Si Alma succombe à cette passion torride ,oui oui, c’est peut-etre un peu parce que son couple bat de l’aile. Rien n’accroche plus avec Ézra son mari, un écrivain qui a connu une gloire aussi fulgurante que fugace. Face au délitement de sa carrière et de son couple Ézra interroge sa judéité, s’oppose au mariage de sa fille avec un musulman et finira par partir en Israël. On retrouve là deux autres mottos de Karine Tuil : le couple et la judéité.

La décision : justice et finitude

Epouse, mère, amante la juge est incarnée. Se pose alors la question du choix de la décision. Alma va-t-elle juger sous l’influence inconsciente de l’avocat d’Abdeljahil et le libérer sous surveillance ? Ou bien interpréter le dossier à l’ombre des peurs de son mari ? Ou encore trancher sous l’influence de ses convictions «d’avocate de gauche». Privilégier la chance d’une deuxième vie ?

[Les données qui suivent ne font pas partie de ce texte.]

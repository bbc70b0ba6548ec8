pub mod overrides;
pub mod validator;

pub use overrides::{default_overrides_path, AttributeOverrides};
pub use validator::{ConfigValidator, ValidationError, ValidationResult};
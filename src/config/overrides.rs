//! Node attribute overrides
//!
//! Overrides come from a JSON document shaped like node attributes:
//!
//! ```json
//! { "ark": { "prefix_root": "/opt", "tar": "/usr/local/bin/gtar" } }
//! ```
//!
//! Keys outside `ark` are ignored; unknown keys inside it are rejected.

use crate::attributes::AttributeDefaults;
use crate::config::validator::ConfigValidator;
use crate::error::{ArkError, Result};
use directories::ProjectDirs;
use serde::Deserialize;
use std::fs;
use std::path::{Path, PathBuf};

const DEFAULT_FILE_NAME: &str = "attributes.json";

#[derive(Debug, Clone, Default, PartialEq, Eq, Deserialize)]
#[serde(deny_unknown_fields)]
pub struct AttributeOverrides {
    pub apache_mirror: Option<String>,
    pub prefix_root: Option<String>,
    pub prefix_bin: Option<String>,
    pub prefix_home: Option<String>,
    pub tar: Option<String>,
    pub sevenzip_binary: Option<String>,
}

#[derive(Debug, Deserialize)]
struct NodeAttributes {
    #[serde(default)]
    ark: Option<AttributeOverrides>,
}

impl AttributeOverrides {
    /// Parse and validate an overrides document. `source` names it in errors.
    pub fn from_json_str(content: &str, source: &str) -> Result<Self> {
        let node: NodeAttributes = serde_json::from_str(content)
            .map_err(|e| ArkError::config_error(source, format!("Invalid JSON: {e}")))?;
        let overrides = node.ark.unwrap_or_default();

        if let Err(errors) = ConfigValidator::validate_attributes(&overrides.entries()) {
            // Report the first failure; the rest usually share its cause
            let first = &errors[0];
            return Err(ArkError::invalid_override(
                source,
                first.field.clone(),
                first.message.clone(),
            ));
        }

        Ok(overrides)
    }

    pub fn load(path: &Path) -> Result<Self> {
        let content = fs::read_to_string(path).map_err(|e| {
            ArkError::io_error(
                "read attribute overrides",
                Some(path.display().to_string()),
                e,
            )
        })?;
        Self::from_json_str(&content, &path.display().to_string())
    }

    /// Load the per-user overrides file. A missing file means no overrides.
    pub fn load_default() -> Result<Self> {
        match default_overrides_path() {
            Some(path) if path.exists() => Self::load(&path),
            _ => Ok(Self::default()),
        }
    }

    pub fn is_empty(&self) -> bool {
        self.entries().is_empty()
    }

    /// `(name, value)` for every set override
    pub fn entries(&self) -> Vec<(&'static str, &str)> {
        [
            ("apache_mirror", &self.apache_mirror),
            ("prefix_root", &self.prefix_root),
            ("prefix_bin", &self.prefix_bin),
            ("prefix_home", &self.prefix_home),
            ("tar", &self.tar),
            ("sevenzip_binary", &self.sevenzip_binary),
        ]
        .into_iter()
        .filter_map(|(name, value)| value.as_deref().map(|v| (name, v)))
        .collect()
    }

    /// Replace each attribute that has an override
    pub fn apply(&self, attributes: &mut AttributeDefaults) {
        let targets: [(&Option<String>, &mut String); 5] = [
            (&self.apache_mirror, &mut attributes.apache_mirror),
            (&self.prefix_root, &mut attributes.prefix_root),
            (&self.prefix_bin, &mut attributes.prefix_bin),
            (&self.prefix_home, &mut attributes.prefix_home),
            (&self.tar, &mut attributes.tar),
        ];
        for (value, target) in targets {
            if let Some(value) = value {
                target.clone_from(value);
            }
        }
        if let Some(binary) = &self.sevenzip_binary {
            attributes.sevenzip_binary = Some(binary.clone());
        }

        for (name, value) in self.entries() {
            crate::logging::log_override_applied(name, value);
        }
    }
}

/// `attributes.json` in the per-user config directory
pub fn default_overrides_path() -> Option<PathBuf> {
    ProjectDirs::from("", "", "ark").map(|dirs| dirs.config_dir().join(DEFAULT_FILE_NAME))
}

#[cfg(test)]
mod tests {
    use super::*;

    #[test]
    fn test_parse_overrides() {
        let overrides = AttributeOverrides::from_json_str(
            r#"{"ark": {"prefix_root": "/opt", "tar": "/usr/local/bin/gtar"}, "java": {"home": "/x"}}"#,
            "inline",
        )
        .unwrap();
        assert_eq!(overrides.prefix_root.as_deref(), Some("/opt"));
        assert_eq!(overrides.tar.as_deref(), Some("/usr/local/bin/gtar"));
        assert!(overrides.apache_mirror.is_none());
    }

    #[test]
    fn test_document_without_ark_is_empty() {
        let overrides = AttributeOverrides::from_json_str("{}", "inline").unwrap();
        assert!(overrides.is_empty());
    }

    #[test]
    fn test_unknown_key_rejected() {
        let err = AttributeOverrides::from_json_str(r#"{"ark": {"prefix": "/opt"}}"#, "inline")
            .unwrap_err();
        assert!(matches!(err, ArkError::ConfigError { .. }));
    }

    #[test]
    fn test_invalid_mirror_rejected() {
        let err = AttributeOverrides::from_json_str(
            r#"{"ark": {"apache_mirror": "mirror.example"}}"#,
            "inline",
        )
        .unwrap_err();
        match err {
            ArkError::InvalidOverride { key, path, .. } => {
                assert_eq!(key, "apache_mirror");
                assert_eq!(path, "inline");
            }
            other => panic!("unexpected error: {other:?}"),
        }
    }

    #[test]
    fn test_apply_replaces_only_set_values() {
        let overrides = AttributeOverrides {
            prefix_home: Some("/srv".to_string()),
            sevenzip_binary: Some("C:\\tools\\7z.exe".to_string()),
            ..Default::default()
        };
        let mut attributes = AttributeDefaults::default();
        overrides.apply(&mut attributes);

        assert_eq!(attributes.prefix_home, "/srv");
        assert_eq!(attributes.prefix_root, "/usr/local");
        assert_eq!(attributes.tar, "/bin/tar");
        assert_eq!(attributes.sevenzip_binary.as_deref(), Some("C:\\tools\\7z.exe"));
    }

    #[test]
    fn test_load_missing_file() {
        let err = AttributeOverrides::load(Path::new("/definitely/not/here.json")).unwrap_err();
        assert!(matches!(err, ArkError::IoError { .. }));
    }
}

Alma va juger sur dossier et y forger son intime conviction.

Elle traverse les affres du doute. Mais impossible comme Descartes de faire table rase pour construire ses certitudes. Au contraire face au vertige elle fait avec les faits : témoignages, interrogatoires, enquêtes. Et s’appuie sur le droit et la procédure. L’essence du travail d’un juge antiterroriste.

La décision sera-t-elle la bonne ?
Karine Tuil affirme l’intégrité et le professionnalisme de la juge antiterroriste. Et cite André Gide « Croyez ceux qui cherchent la vérité doutez de ceux qui la trouvent »(Ainsi soit-il ou les jeux sont faits).

La justice est à l’image de la société et de la vie. Il n’ y a pas de risque zéro. On reste avec dans la gorge le goût de la finitude humaine et le désir de croire à la solidité des garde-fous.